Once the plane had taken off, Cooper stealthily began his hijacking attempt. He passed on a folded note to Florence Schaffner, a nearby stewardess who initially disregarded the message and stashed it in her purse. She finally read the note after Cooper whispered, “Miss, you’d better look at that note. I have a bomb.” The note itself read, “Miss, I have a bomb in my briefcase. I want you to sit beside me.”
When Cooper opened up his black briefcase, Schaffner saw that Cooper came equipped with a bomb. Cooper also asked for four total parachutes and $200,000 in ransom.
“He was very smart. He didn’t order one or two. He ordered four. He thought they were gonna dummy up a parachute on him, so he’d die,” said Tom Colbert, author of the 2021 novel “The Last Master Outlaw.”
“But if he’s ordering four, ‘He’s taking a hostage. We can’t dummy him up.’ Very smart, brilliant.”
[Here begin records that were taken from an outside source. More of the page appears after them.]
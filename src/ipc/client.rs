/// Client side of the control protocol, used by the CLI subcommands.
use super::protocol::{IpcRequest, IpcResponse, CONTROL_HOST};
use anyhow::{Context, Result};
use std::time::Duration;
use tokio::io::{AsyncBufReadExt, AsyncWriteExt, BufReader};
use tokio::net::TcpStream;

/// Timeout for connecting and for each request/response round trip
const REQUEST_TIMEOUT: Duration = Duration::from_secs(10);

/// One connection to a running daemon
pub struct ControlClient {
    reader: tokio::io::Lines<BufReader<tokio::net::tcp::OwnedReadHalf>>,
    writer: tokio::net::tcp::OwnedWriteHalf,
}

impl ControlClient {
    /// Connect to the daemon on the local control port
    pub async fn connect(port: u16) -> Result<Self> {
        let addr = format!("{}:{}", CONTROL_HOST, port);
        Self::connect_to(&addr).await
    }

    pub async fn connect_to(addr: &str) -> Result<Self> {
        let stream = tokio::time::timeout(REQUEST_TIMEOUT, TcpStream::connect(addr))
            .await
            .context(format!("Timed out connecting to snare daemon at {}", addr))?
            .context(format!(
                "Could not connect to snare daemon at {} (is `snare serve` running?)",
                addr
            ))?;
        let (reader, writer) = stream.into_split();
        Ok(Self {
            reader: BufReader::new(reader).lines(),
            writer,
        })
    }

    /// Send one request and wait for its response line
    pub async fn send(&mut self, request: &IpcRequest) -> Result<IpcResponse> {
        let mut line = serde_json::to_string(request)?;
        line.push('\n');

        tracing::trace!("Sending control request: {}", line.trim_end());
        self.writer
            .write_all(line.as_bytes())
            .await
            .context("Failed to send request to daemon")?;

        let reply = tokio::time::timeout(REQUEST_TIMEOUT, self.reader.next_line())
            .await
            .context("Timed out waiting for daemon response")?
            .context("Failed to read daemon response")?
            .ok_or_else(|| anyhow::anyhow!("Daemon closed the connection"))?;

        serde_json::from_str(&reply).context(format!("Malformed daemon response: {}", reply))
    }
}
Schaffner then showed the note to the pilot in command, William A. Scott, who landed the plane in Seattle, allowing all the passengers on board to get off safely. Per Cooper’s request, the flight then took off again, now with four crew members, including Captain Scott. The flight was en route to Mexico City but before Scott could land the plane, Cooper secured his bag full of stolen cash and jumped out the back exit using one of his parachutes.
Cooper’s last recorded message was a simple “No,” which was said in response to the pilots via the cabin phone.